Problem requirements
In the entries below, every line with the string "move" is to be reported.

Top of Provided information

#[cfg(test)]
mod tests {
    use super::*;
    use axum::Router;
    use axum::http::{HeaderMap, StatusCode};
    use axum::routing::{get, post};
    use tokio::net::TcpListener;

    use crate::constants::{DEFAULT_AUTHORIZE_URL, DEFAULT_SCOPES};
    use crate::pkce::compute_challenge;

    /// Expected Basic header for client-123:secret-456.
    fn expected_basic() -> String {
        basic_auth_header("client-123", "secret-456")
    }

    fn test_client(api_url: &str) -> OAuthClient {
        OAuthClient::new(
            OAuthConfig {
                client_id: "client-123".into(),
                client_secret: Secret::new("secret-456".to_string()),
                redirect_uri: "https://example.com/callback".into(),
                authorize_url: DEFAULT_AUTHORIZE_URL.into(),
                api_url: api_url.into(),
                scopes: DEFAULT_SCOPES.into(),
            },
            reqwest::Client::new(),
        )
    }

    /// Extract a raw query parameter value from a URL.
    fn query_param(url: &str, key: &str) -> Option<String> {
        let (_, query) = url.split_once('?')?;
        query.split('&').find_map(|pair| {
            let (k, v) = pair.split_once('=')?;
            (k == key).then(|| v.to_string())
        })
    }

    /// Serve the given router on an ephemeral local port.
    async fn start_mock_platform(app: Router) -> (String, tokio::task::JoinHandle<()>) {
        let listener = TcpListener::bind("127.0.0.1:0").await.unwrap();
        let addr = listener.local_addr().unwrap();
        let url = format!("http://{addr}");
        let handle = tokio::spawn(async move {
            axum::serve(listener, app).await.unwrap();
        });
        (url, handle)
    }

    /// Mock token + users/me endpoints for the happy authorization path.
    /// The token handler rejects requests missing the Basic header or the
    /// expected form fields, so a passing flow proves the request shape.
    fn happy_platform() -> Router {
        Router::new()
            .route(
                "/2/oauth2/token",
                post(|headers: HeaderMap, body: String| async move {
                    let auth = headers
                        .get("authorization")
                        .and_then(|v| v.to_str().ok())
                        .unwrap_or_default();
                    if auth != expected_basic() {
                        return (StatusCode::UNAUTHORIZED, "bad basic auth".to_string());
                    }
                    if !body.contains("grant_type=authorization_code")
                        || !body.contains("code=auth-code")
                        || !body.contains("code_verifier=")
                        || !body.contains("redirect_uri=https%3A%2F%2Fexample.com%2Fcallback")
                    {
                        return (StatusCode::BAD_REQUEST, format!("bad form body: {body}"));
                    }
                    (
                        StatusCode::OK,
                        r#"{"access_token":"at_new","refresh_token":"rt_new"}"#.to_string(),
                    )
                }),
            )
            .route(
                "/2/users/me",
                get(|headers: HeaderMap| async move {
                    let auth = headers
                        .get("authorization")
                        .and_then(|v| v.to_str().ok())
                        .unwrap_or_default();
                    if auth != "Bearer at_new" {
                        return (StatusCode::UNAUTHORIZED, "bad bearer".to_string());
                    }
                    (
                        StatusCode::OK,
                        r#"{"data":{"id":"12345","username":"poster","name":"Post Er"}}"#
                            .to_string(),
                    )
                }),
            )
    }

    #[test]
    fn begin_authorization_stores_matching_session() {
        let client = test_client("http://unused.invalid");
        let url = client.begin_authorization();

        let session = client.session.take().expect("session stored");
        assert_eq!(
            query_param(&url, "state").as_deref(),
            Some(session.state.as_str()),
            "state in URL must match the stored session"
        );
        assert_eq!(
            query_param(&url, "code_challenge").as_deref(),
            Some(compute_challenge(&session.verifier).as_str()),
            "challenge in URL must be base64url(SHA-256(stored verifier))"
        );
    }

    #[tokio::test]
    async fn complete_without_begin_is_missing_verifier() {
        let client = test_client("http://unused.invalid");
        let err = client
            .complete_authorization("auth-code", "some-state")
            .await
            .unwrap_err();
        assert!(matches!(err, Error::MissingVerifier), "got: {err:?}");
    }

    #[tokio::test]
    async fn second_begin_invalidates_first_session() {
        let client = test_client("http://unused.invalid");
        let first_url = client.begin_authorization();
        let first_state = query_param(&first_url, "state").unwrap();

        let _second_url = client.begin_authorization();

        let err = client
            .complete_authorization("auth-code", &first_state)
            .await
            .unwrap_err();
        assert!(matches!(err, Error::StateMismatch), "got: {err:?}");
    }

    #[tokio::test]
    async fn state_mismatch_precedes_exchange_and_clears_session() {
        // api_url points nowhere; the state check must fail before any
        // network call is attempted
        let client = test_client("http://127.0.0.1:9");
        let _url = client.begin_authorization();

        let err = client
            .complete_authorization("auth-code", "wrong-state")
            .await
            .unwrap_err();
        assert!(matches!(err, Error::StateMismatch), "got: {err:?}");

        // The failed completion consumed the session
        let err = client
            .complete_authorization("auth-code", "wrong-state")
            .await
            .unwrap_err();
        assert!(matches!(err, Error::MissingVerifier), "got: {err:?}");
    }

    #[tokio::test]
    async fn complete_authorization_returns_tokens_and_identity() {
        let (url, _server) = start_mock_platform(happy_platform()).await;
        let client = test_client(&url);

        let auth_url = client.begin_authorization();
        let state = query_param(&auth_url, "state").unwrap();

        let user = client
            .complete_authorization("auth-code", &state)
            .await
            .unwrap();
        assert_eq!(user.user_id, "12345");
        assert_eq!(user.user_name, "poster");
        assert_eq!(user.access_token, "at_new");
        assert_eq!(user.refresh_token, "rt_new");
    }

    #[tokio::test]
    async fn successful_completion_clears_session() {
        let (url, _server) = start_mock_platform(happy_platform()).await;
        let client = test_client(&url);

        let auth_url = client.begin_authorization();
        let state = query_param(&auth_url, "state").unwrap();

        client
            .complete_authorization("auth-code", &state)
            .await
            .unwrap();

        let err = client
            .complete_authorization("auth-code", &state)
            .await
            .unwrap_err();
        assert!(
            matches!(err, Error::MissingVerifier),
            "replaying the callback must fail: {err:?}"
        );
    }

    #[tokio::test]
    async fn failed_exchange_carries_status_and_body() {
        let app = Router::new().route(
            "/2/oauth2/token",
            post(|| async {
                (
                    StatusCode::BAD_REQUEST,
                    r#"{"error":"invalid_grant"}"#.to_string(),
                )
            }),
        );
        let (url, _server) = start_mock_platform(app).await;
        let client = test_client(&url);

        let auth_url = client.begin_authorization();
        let state = query_param(&auth_url, "state").unwrap();

        let err = client
            .complete_authorization("bad-code", &state)
            .await
            .unwrap_err();
        match err {
            Error::TokenExchangeFailed { status, body } => {
                assert_eq!(status, 400);
                assert!(body.contains("invalid_grant"), "got: {body}");
            }
            other => panic!("expected TokenExchangeFailed, got {other:?}"),
        }

        // Failure also consumed the session
        let err = client
            .complete_authorization("bad-code", &state)
            .await
            .unwrap_err();
        assert!(matches!(err, Error::MissingVerifier));
    }

    #[tokio::test]
    async fn exchange_without_refresh_token_is_an_error() {
        let app = Router::new().route(
            "/2/oauth2/token",
            post(|| async { (StatusCode::OK, r#"{"access_token":"at_only"}"#.to_string()) }),
        );
        let (url, _server) = start_mock_platform(app).await;
        let client = test_client(&url);

        let auth_url = client.begin_authorization();
        let state = query_param(&auth_url, "state").unwrap();

        let err = client
            .complete_authorization("auth-code", &state)
            .await
            .unwrap_err();
        match err {
            Error::TokenExchangeFailed { body, .. } => {
                assert!(body.contains("refresh_token"), "got: {body}");
            }
            other => panic!("expected TokenExchangeFailed, got {other:?}"),
        }
    }

    #[tokio::test]
    async fn user_info_failure_surfaces_after_exchange() {
        let app = Router::new()
            .route(
                "/2/oauth2/token",
                post(|| async {
                    (
                        StatusCode::OK,
                        r#"{"access_token":"at_new","refresh_token":"rt_new"}"#.to_string(),
                    )
                }),
            )
            .route(
                "/2/users/me",
                get(|| async { (StatusCode::FORBIDDEN, "forbidden".to_string()) }),
            );
        let (url, _server) = start_mock_platform(app).await;
        let client = test_client(&url);

        let auth_url = client.begin_authorization();
        let state = query_param(&auth_url, "state").unwrap();

        let err = client
            .complete_authorization("auth-code", &state)
            .await
            .unwrap_err();
        assert!(
            matches!(err, Error::UserInfoFailed { status: 403, .. }),
            "got: {err:?}"
        );
    }

    #[tokio::test]
    async fn refresh_returns_rotated_pair() {
        let app = Router::new().route(
            "/2/oauth2/token",
            post(|headers: HeaderMap, body: String| async move {
                let auth = headers
                    .get("authorization")
                    .and_then(|v| v.to_str().ok())
                    .unwrap_or_default();
                if auth != expected_basic() {
                    return (StatusCode::UNAUTHORIZED, "bad basic auth".to_string());
                }
                if !body.contains("grant_type=refresh_token") || !body.contains("refresh_token=rt_old")
                {
                    return (StatusCode::BAD_REQUEST, format!("bad form body: {body}"));
                }
                (
                    StatusCode::OK,
                    r#"{"access_token":"at_new","refresh_token":"rt_rotated"}"#.to_string(),
                )
            }),
        );
        let (url, _server) = start_mock_platform(app).await;
        let client = test_client(&url);

        let pair = client.refresh("rt_old").await.unwrap();
        assert_eq!(pair.access_token, "at_new");
        assert_eq!(pair.refresh_token, "rt_rotated");
    }

    #[tokio::test]
    async fn refresh_keeps_prior_token_when_response_omits_it() {
        let app = Router::new().route(
            "/2/oauth2/token",
            post(|| async { (StatusCode::OK, r#"{"access_token":"at_new"}"#.to_string()) }),
        );
        let (url, _server) = start_mock_platform(app).await;
        let client = test_client(&url);

        let pair = client.refresh("rt_keep").await.unwrap();
        assert_eq!(pair.access_token, "at_new");
        assert_eq!(
            pair.refresh_token, "rt_keep",
            "omitted refresh_token must fall back to the input token"
        );
    }

    #[tokio::test]
    async fn refresh_failure_carries_status_and_body() {
        let app = Router::new().route(
            "/2/oauth2/token",
            post(|| async {
                (
                    StatusCode::UNAUTHORIZED,
                    r#"{"error":"invalid_token"}"#.to_string(),
                )
            }),
        );
        let (url, _server) = start_mock_platform(app).await;
        let client = test_client(&url);

        let err = client.refresh("rt_revoked").await.unwrap_err();
        match err {
            Error::RefreshFailed { status, body } => {
                assert_eq!(status, 401);
                assert!(body.contains("invalid_token"), "got: {body}");
            }
            other => panic!("expected RefreshFailed, got {other:?}"),
        }
    }

    #[tokio::test]
    async fn verify_access_token_true_on_success() {
        let app = Router::new().route(
            "/2/users/me",
            get(|| async {
                (
                    StatusCode::OK,
                    r#"{"data":{"id":"1","username":"u","name":"n"}}"#.to_string(),
                )
            }),
        );
        let (url, _server) = start_mock_platform(app).await;
        let client = test_client(&url);

        assert!(client.verify_access_token("at_valid").await);
    }

    #[tokio::test]
    async fn verify_access_token_false_on_rejection() {
        let app = Router::new().route(
            "/2/users/me",
            get(|| async { (StatusCode::UNAUTHORIZED, "expired".to_string()) }),
        );
        let (url, _server) = start_mock_platform(app).await;
        let client = test_client(&url);

        assert!(!client.verify_access_token("at_expired").await);
    }

    #[tokio::test]
    async fn verify_access_token_false_on_network_error() {
        // Nothing listens here; the lookup must fail closed, not panic
        let client = test_client("http://127.0.0.1:9");
        assert!(!client.verify_access_token("at_any").await);
    }
}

Bottom of Provided information

Solution to this task
        let handle = tokio::spawn(async move {
                post(|headers: HeaderMap, body: String| async move {
                get(|headers: HeaderMap| async move {
            post(|headers: HeaderMap, body: String| async move {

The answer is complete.